The implications for the Indigenous people after the signing of the treaty are seen through their suffering and hardship. The buffalo disappeared more rapidly than expected and the promised support from the Canadian government to transition into an agriculture lifestyle did not happen as quickly and as many expected. The winters following the signing of Treaty 7 were very harsh on the Indigenous people and their nomadic lifestyle. The nations were still waiting on the government to state what land they would be able to claim. They suffered through disease outbreaks and starvation. Once the nations received the land they were given, it was largely unsuitable. The reserves led to poverty, food shortages and residential schools. Missionaries arrived to provide day schools and residential schools on the reserves. Issues arose with the reserves that included the lack of space for the number of people, fears the Canadian Pacific Railway would be constructed on their new land and that the land was insufficient and unsuitable. These were the main concerns of the Treaty Seven First Nations. The Treaty Seven First Nations had been given their reserves and plenty of aid from the missionaries but the promised help from the government that was stated in the treaty would take years to fully arrive.

== Legacy ==
Overall, the treaty did not have the positive impact for Indigenous peoples that they initially believed it would. The buffalo disappeared at a rapid rate, some Nations trespassed on other Nations' land to hunt, and the number of settlers that came to the area increased, putting further strain on the available resources. As well, the support from the Canadian government to help transition to an agricultural lifestyle did not occur as promised, and the reserves that the Nations were relocated to had land that could not support the requirements of the Nations. Additionally, psychological damage from residential schools, and the attempted erasure of Indigenous cultures, have created immeasurable and unseen damage in the lives of the Indigenous population. All these implications of the treaties have contributed to the level of poverty and grievances experienced on the reserves and by Indigenous peoples today.

Special consideration must be given to the differences of cultures as pertains to negotiations. When comparing the difference in cultures during the treaty signing, it is possible the Indigenous population could have been misinformed or misguided, whether unwittingly or intentionally. The settlers at the time strongly advocated for the treaty to be a written document but the tradition of the Indigenous people was, and still is, an oral one. Due to the treaty being a written document, it is possible that other negotiations were made, which may have persuaded the Nations to sign the treaty, but were not officially reported. These conventional differences lead many to believe the Indigenous populations did not fully understanding the scope and ramifications of the treaties. It is speculated that if the Indigenous people involved had been properly informed of what was entailed in the documents, they would not have agreed to or signed these treaties.

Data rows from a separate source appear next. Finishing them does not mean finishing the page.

use std::fs::File;
use std::io::{BufRead, BufReader, Read};
use std::path::{Path, PathBuf};

use tracing::debug;

use crate::SourceError;

/// A single line of a log file.
#[derive(Debug, Clone, PartialEq, Eq)]
pub struct LogLine {
    /// 1-based position in the stream.
    pub number: usize,
    /// Line content without the trailing newline.
    pub text: String,
    /// Raw byte length, terminator included.
    pub bytes: usize,
}

/// Lazy, forward-only view over the lines of a log source.
///
/// The stream never buffers more than one line. Reopen the file to restart it.
pub struct LineStream<R> {
    reader: R,
    path: PathBuf,
    next_number: usize,
    bytes_read: u64,
    buf: Vec<u8>,
    done: bool,
}

impl LineStream<BufReader<File>> {
    /// Open a log file for reading.
    pub fn open(path: impl AsRef<Path>) -> Result<Self, SourceError> {
        let path = path.as_ref();
        let file = File::open(path).map_err(|e| SourceError::from_io(path, e))?;
        debug!(path = %path.display(), "Opened log file");
        Ok(Self::with_path(BufReader::new(file), path.to_path_buf()))
    }
}

impl<R: BufRead> LineStream<R> {
    /// Wrap an arbitrary reader (in-memory buffers, pipes).
    pub fn from_reader(reader: R) -> Self {
        Self::with_path(reader, PathBuf::from("<reader>"))
    }

    fn with_path(reader: R, path: PathBuf) -> Self {
        Self {
            reader,
            path,
            next_number: 1,
            bytes_read: 0,
            buf: Vec::new(),
            done: false,
        }
    }

    /// Path the stream was opened from (`<reader>` for wrapped readers).
    pub fn path(&self) -> &Path {
        &self.path
    }

    /// Total bytes consumed so far.
    pub fn bytes_read(&self) -> u64 {
        self.bytes_read
    }

    fn read_next(&mut self) -> Result<Option<LogLine>, SourceError> {
        self.buf.clear();
        let n = self
            .reader
            .read_until(b'\n', &mut self.buf)
            .map_err(|e| SourceError::from_io(&self.path, e))?;
        if n == 0 {
            return Ok(None);
        }
        self.bytes_read += n as u64;

        let mut end = self.buf.len();
        if end > 0 && self.buf[end - 1] == b'\n' {
            end -= 1;
            if end > 0 && self.buf[end - 1] == b'\r' {
                end -= 1;
            }
        }

        let line = LogLine {
            number: self.next_number,
            text: String::from_utf8_lossy(&self.buf[..end]).into_owned(),
            bytes: n,
        };
        self.next_number += 1;
        Ok(Some(line))
    }
}

impl<R: BufRead> Iterator for LineStream<R> {
    type Item = Result<LogLine, SourceError>;

    fn next(&mut self) -> Option<Self::Item> {
        if self.done {
            return None;
        }
        match self.read_next() {
            Ok(Some(line)) => Some(Ok(line)),
            Ok(None) => {
                self.done = true;
                None
            }
            Err(e) => {
                // A failed reader is not resumed.
                self.done = true;
                Some(Err(e))
            }
        }
    }
}

/// Open a log file as a [`LineStream`].
pub fn open(path: impl AsRef<Path>) -> Result<LineStream<BufReader<File>>, SourceError> {
    LineStream::open(path)
}

/// Whether `path` names an existing regular file. Never fails.
pub fn exists(path: impl AsRef<Path>) -> bool {
    std::fs::metadata(path.as_ref())
        .map(|m| m.is_file())
        .unwrap_or(false)
}

/// Read a whole log file into memory.
pub fn read_to_string(path: impl AsRef<Path>) -> Result<String, SourceError> {
    let path = path.as_ref();
    let mut file = File::open(path).map_err(|e| SourceError::from_io(path, e))?;
    let mut raw = Vec::new();
    file.read_to_end(&mut raw)
        .map_err(|e| SourceError::from_io(path, e))?;
    Ok(String::from_utf8_lossy(&raw).into_owned())
}
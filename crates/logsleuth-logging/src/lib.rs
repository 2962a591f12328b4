//! # logsleuth-logging
//!
//! Diagnostic logging for logsleuth.
//!
//! Search results go to stdout, so every diagnostic goes to stderr and,
//! optionally, to a JSON log file.
//!
//! ## Log Formats
//!
//! - `Pretty` - Human-readable output
//! - `JSON` - Structured JSON lines
//! - `Compact` - Minimal single-line output

use std::fs;
use std::io;
use std::path::Path;

use tracing_appender::non_blocking::WorkerGuard;
use tracing_subscriber::{fmt, prelude::*, EnvFilter, Layer};

/// Log output format
#[derive(Debug, Clone, Copy, Default, PartialEq, Eq)]
pub enum LogFormat {
    #[default]
    Pretty,
    Json,
    Compact,
}

impl std::str::FromStr for LogFormat {
    type Err = String;

    fn from_str(s: &str) -> Result<Self, Self::Err> {
        match s.to_lowercase().as_str() {
            "pretty" => Ok(LogFormat::Pretty),
            "json" => Ok(LogFormat::Json),
            "compact" => Ok(LogFormat::Compact),
            _ => Err(format!("Unknown log format: {}", s)),
        }
    }
}

/// Map a `-v` count to a level directive.
pub fn level_for_verbosity(verbose: u8) -> &'static str {
    match verbose {
        0 => "warn",
        1 => "info",
        2 => "debug",
        _ => "trace",
    }
}

/// Initialize tracing for the application.
///
/// `RUST_LOG` overrides `level`. When `log_file` is given, events are also
/// appended to it as JSON; keep the returned guard alive until exit so the
/// background writer flushes.
pub fn init_tracing(
    level: &str,
    format: LogFormat,
    log_file: Option<&Path>,
) -> io::Result<Option<WorkerGuard>> {
    let filter = EnvFilter::try_from_default_env().unwrap_or_else(|_| EnvFilter::new(level));

    let console = match format {
        LogFormat::Json => fmt::layer()
            .json()
            .with_target(false)
            .with_writer(io::stderr)
            .boxed(),
        LogFormat::Pretty => fmt::layer()
            .with_target(false)
            .with_writer(io::stderr)
            .boxed(),
        LogFormat::Compact => fmt::layer()
            .compact()
            .with_target(false)
            .without_time()
            .with_writer(io::stderr)
            .boxed(),
    };

    let (file_layer, guard) = match log_file {
        Some(path) => {
            let (writer, guard) = file_writer(path)?;
            let layer = fmt::layer()
                .json()
                .with_ansi(false)
                .with_writer(writer)
                .boxed();
            (Some(layer), Some(guard))
        }
        None => (None, None),
    };

    tracing_subscriber::registry()
        .with(filter)
        .with(console)
        .with(file_layer)
        .init();

    Ok(guard)
}

fn file_writer(
    path: &Path,
) -> io::Result<(tracing_appender::non_blocking::NonBlocking, WorkerGuard)> {
    let dir = match path.parent() {
        Some(parent) if !parent.as_os_str().is_empty() => parent,
        _ => Path::new("."),
    };
    fs::create_dir_all(dir)?;

    let file_name = path.file_name().ok_or_else(|| {
        io::Error::new(
            io::ErrorKind::InvalidInput,
            format!("log file path has no file name: {}", path.display()),
        )
    })?;

    let appender = tracing_appender::rolling::never(dir, file_name);
    Ok(tracing_appender::non_blocking(appender))
}
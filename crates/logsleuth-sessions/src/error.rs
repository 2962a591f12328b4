use std::io;
use std::path::PathBuf;

use thiserror::Error;

#[derive(Error, Debug)]
pub enum SessionError {
    #[error("session not found: {0}")]
    NotFound(String),

    #[error("invalid session id {0:?}: ids are alphanumeric")]
    InvalidId(String),

    #[error("could not allocate a unique session id after {attempts} attempts")]
    ExhaustedIdSpace { attempts: u32 },

    #[error("corrupt session record {}: {reason}", path.display())]
    Corrupt { path: PathBuf, reason: String },

    #[error("session {session_id} is locked by another writer")]
    Locked { session_id: String },

    #[error("could not determine data directory")]
    NoDataDir,

    #[error("session store I/O error at {}: {source}", path.display())]
    Io {
        path: PathBuf,
        #[source]
        source: io::Error,
    },

    #[error("failed to serialize session record: {0}")]
    Serialization(#[from] serde_json::Error),
}

impl SessionError {
    pub(crate) fn io(path: impl Into<PathBuf>, source: io::Error) -> Self {
        SessionError::Io {
            path: path.into(),
            source,
        }
    }
}
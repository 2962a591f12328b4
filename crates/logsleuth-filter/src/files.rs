use std::fs::File;
use std::io::BufReader;
use std::path::{Path, PathBuf};

use serde::Serialize;
use tracing::{debug, warn};

use logsleuth_sessions::SessionRegistry;
use logsleuth_source::{open, LineStream, SourceError};

use crate::query::MatchQuery;
use crate::reconstruct::{count_compiled, filter_compiled, CountResult, FilterResult, ScanLimits};
use crate::FilterError;

/// What to do when a log file in the search set does not exist.
#[derive(Debug, Clone, Copy, PartialEq, Eq)]
pub enum MissingFiles {
    /// Propagate [`SourceError::NotFound`]. Use for explicitly named files.
    Fail,
    /// Log and continue. Use for a list of default locations.
    Skip,
}

/// Result for one file of a multi-file search.
#[derive(Debug, Clone, Serialize)]
pub struct FileResult {
    pub path: PathBuf,
    pub result: FilterResult,
}

/// Filter every file in `paths`, in order. The pattern is compiled once,
/// before any file is opened.
pub fn search_files(
    paths: &[PathBuf],
    query: &MatchQuery,
    limits: ScanLimits,
    missing: MissingFiles,
) -> Result<Vec<FileResult>, FilterError> {
    let compiled = query.compile()?;
    let mut results = Vec::with_capacity(paths.len());

    for path in paths {
        let Some(stream) = open_or_skip(path, missing)? else {
            continue;
        };
        let result = filter_compiled(stream, &compiled, limits)?;
        debug!(path = %path.display(), matches = result.total_matches, "Searched log file");
        results.push(FileResult {
            path: path.clone(),
            result,
        });
    }

    Ok(results)
}

/// Count matches across `paths` without retaining entries.
pub fn count_files(
    paths: &[PathBuf],
    query: &MatchQuery,
    limits: ScanLimits,
    missing: MissingFiles,
) -> Result<Vec<(PathBuf, CountResult)>, FilterError> {
    let compiled = query.compile()?;
    let mut results = Vec::with_capacity(paths.len());

    for path in paths {
        let Some(stream) = open_or_skip(path, missing)? else {
            continue;
        };
        results.push((path.clone(), count_compiled(stream, &compiled, limits)?));
    }

    Ok(results)
}

/// Build the query for a registered session.
pub fn query_for_session(
    registry: &SessionRegistry,
    session_id: &str,
) -> Result<MatchQuery, FilterError> {
    let session = registry.resolve(session_id)?;
    Ok(MatchQuery::for_session(&session))
}

/// Merge per-file results into one, preserving file order.
pub fn merge_results(results: Vec<FileResult>) -> FilterResult {
    results
        .into_iter()
        .fold(FilterResult::empty(), |mut acc, file| {
            acc.total_matches += file.result.total_matches;
            acc.lines_scanned += file.result.lines_scanned;
            acc.entries.extend(file.result.entries);
            if acc.truncated.is_none() {
                acc.truncated = file.result.truncated;
            }
            acc
        })
}

fn open_or_skip(
    path: &Path,
    missing: MissingFiles,
) -> Result<Option<LineStream<BufReader<File>>>, FilterError> {
    match open(path) {
        Ok(stream) => Ok(Some(stream)),
        Err(SourceError::NotFound { .. }) if missing == MissingFiles::Skip => {
            warn!(path = %path.display(), "Log file not found, skipping");
            Ok(None)
        }
        Err(e) => Err(e.into()),
    }
}
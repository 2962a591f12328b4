use std::io;
use std::path::{Path, PathBuf};

use thiserror::Error;

/// Errors raised while reading a log file.
#[derive(Error, Debug)]
pub enum SourceError {
    #[error("log file not found: {}", path.display())]
    NotFound { path: PathBuf },

    #[error("permission denied reading {}", path.display())]
    PermissionDenied { path: PathBuf },

    #[error("log file {} shrank while being rewritten", path.display())]
    Truncated { path: PathBuf },

    #[error("I/O error on {}: {source}", path.display())]
    Io {
        path: PathBuf,
        #[source]
        source: io::Error,
    },
}

impl SourceError {
    /// Classify an I/O error raised while touching `path`.
    pub fn from_io(path: &Path, err: io::Error) -> Self {
        match err.kind() {
            io::ErrorKind::NotFound => SourceError::NotFound {
                path: path.to_path_buf(),
            },
            io::ErrorKind::PermissionDenied => SourceError::PermissionDenied {
                path: path.to_path_buf(),
            },
            _ => SourceError::Io {
                path: path.to_path_buf(),
                source: err,
            },
        }
    }

    /// The file this error refers to.
    pub fn path(&self) -> &Path {
        match self {
            SourceError::NotFound { path }
            | SourceError::PermissionDenied { path }
            | SourceError::Truncated { path }
            | SourceError::Io { path, .. } => path,
        }
    }

    pub fn is_not_found(&self) -> bool {
        matches!(self, SourceError::NotFound { .. })
    }
}

#[cfg(test)]
mod tests {
    use super::*;

    #[test]
    fn test_classifies_io_kinds() {
        let path = Path::new("logs/app.log");

        let err = SourceError::from_io(path, io::Error::from(io::ErrorKind::NotFound));
        assert!(err.is_not_found());
        assert_eq!(err.path(), path);

        let err = SourceError::from_io(path, io::Error::from(io::ErrorKind::PermissionDenied));
        assert!(matches!(err, SourceError::PermissionDenied { .. }));

        let err = SourceError::from_io(path, io::Error::from(io::ErrorKind::InvalidData));
        assert!(matches!(err, SourceError::Io { .. }));
    }

    #[test]
    fn test_display_mentions_path() {
        let err = SourceError::NotFound {
            path: PathBuf::from("consolidated_logs/latest.log"),
        };
        assert_eq!(
            err.to_string(),
            "log file not found: consolidated_logs/latest.log"
        );
    }
}
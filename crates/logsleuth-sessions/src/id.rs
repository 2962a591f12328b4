use chrono::{DateTime, Utc};
use sha2::{Digest, Sha256};

/// Produces candidate session ids. The registry retries on collision, so an
/// implementation only has to vary its output across `attempt` values.
pub trait SessionIdSource: Send + Sync {
    fn generate(&self, label: &str, now: DateTime<Utc>, attempt: u32) -> String;
}

/// Default id scheme: a readable tag taken from the label, padded to eight
/// characters with hex digits of a salted hash, e.g. `AUTH3F9A`, `DB07C21E`.
#[derive(Debug, Default, Clone, Copy)]
pub struct HashedIdSource;

const TAG_LEN: usize = 4;
const ID_LEN: usize = 8;

impl SessionIdSource for HashedIdSource {
    fn generate(&self, label: &str, now: DateTime<Utc>, attempt: u32) -> String {
        let mut hasher = Sha256::new();
        hasher.update(label.as_bytes());
        hasher.update(now.timestamp_nanos_opt().unwrap_or_default().to_le_bytes());
        hasher.update(attempt.to_le_bytes());
        hasher.update(uuid::Uuid::new_v4().as_bytes());
        let hash = hex::encode_upper(hasher.finalize());

        let tag = label_tag(label);
        let hash_len = ID_LEN - tag.len();
        format!("{}{}", tag, &hash[..hash_len])
    }
}

/// Up to four leading alphanumerics of the label, uppercased; `DBG` if none.
fn label_tag(label: &str) -> String {
    let tag: String = label
        .chars()
        .filter(|c| c.is_ascii_alphanumeric())
        .take(TAG_LEN)
        .collect::<String>()
        .to_uppercase();

    if tag.is_empty() {
        "DBG".to_string()
    } else {
        tag
    }
}

/// Ids are plain ASCII alphanumerics; anything else could escape the
/// sessions directory.
pub fn is_valid_id(id: &str) -> bool {
    !id.is_empty() && id.len() <= 32 && id.chars().all(|c| c.is_ascii_alphanumeric())
}

#[cfg(test)]
mod tests {
    use super::*;

    #[test]
    fn test_label_tag() {
        assert_eq!(label_tag("auth-issue"), "AUTH");
        assert_eq!(label_tag("db"), "DB");
        assert_eq!(label_tag("  --  "), "DBG");
        assert_eq!(label_tag(""), "DBG");
        assert_eq!(label_tag("a-b-c-d-e"), "ABCD");
    }

    #[test]
    fn test_hashed_ids_are_short_and_alphanumeric() {
        let source = HashedIdSource;
        let now = Utc::now();
        for label in ["auth-issue", "", "x", "!!!"] {
            let id = source.generate(label, now, 0);
            assert_eq!(id.len(), 8, "bad length: {}", id);
            assert!(is_valid_id(&id));
            assert_eq!(id, id.to_uppercase());
        }
    }

    #[test]
    fn test_attempts_vary_output() {
        let source = HashedIdSource;
        let now = Utc::now();
        let ids: std::collections::HashSet<String> =
            (0..5).map(|a| source.generate("auth", now, a)).collect();
        assert!(ids.len() > 1);
    }

    #[test]
    fn test_is_valid_id_rejects_paths() {
        assert!(is_valid_id("AUTH3F9A"));
        assert!(!is_valid_id("../etc"));
        assert!(!is_valid_id(""));
        assert!(!is_valid_id("A B"));
    }
}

The Canadian government has been attempting to reconcile with the Indigenous people of Canada. In the 1982 constitutional amendment, the government provided protection to the Indigenous people and the treaty rights of the Indigenous people of Canada. However, all the nations involved in the eleven treaties throughout Canada have since been in communications with the government about issues with their land surrenders, improperly performed surveys and fraudulent deals. As of 2018, the talks between the two parties were still ongoing.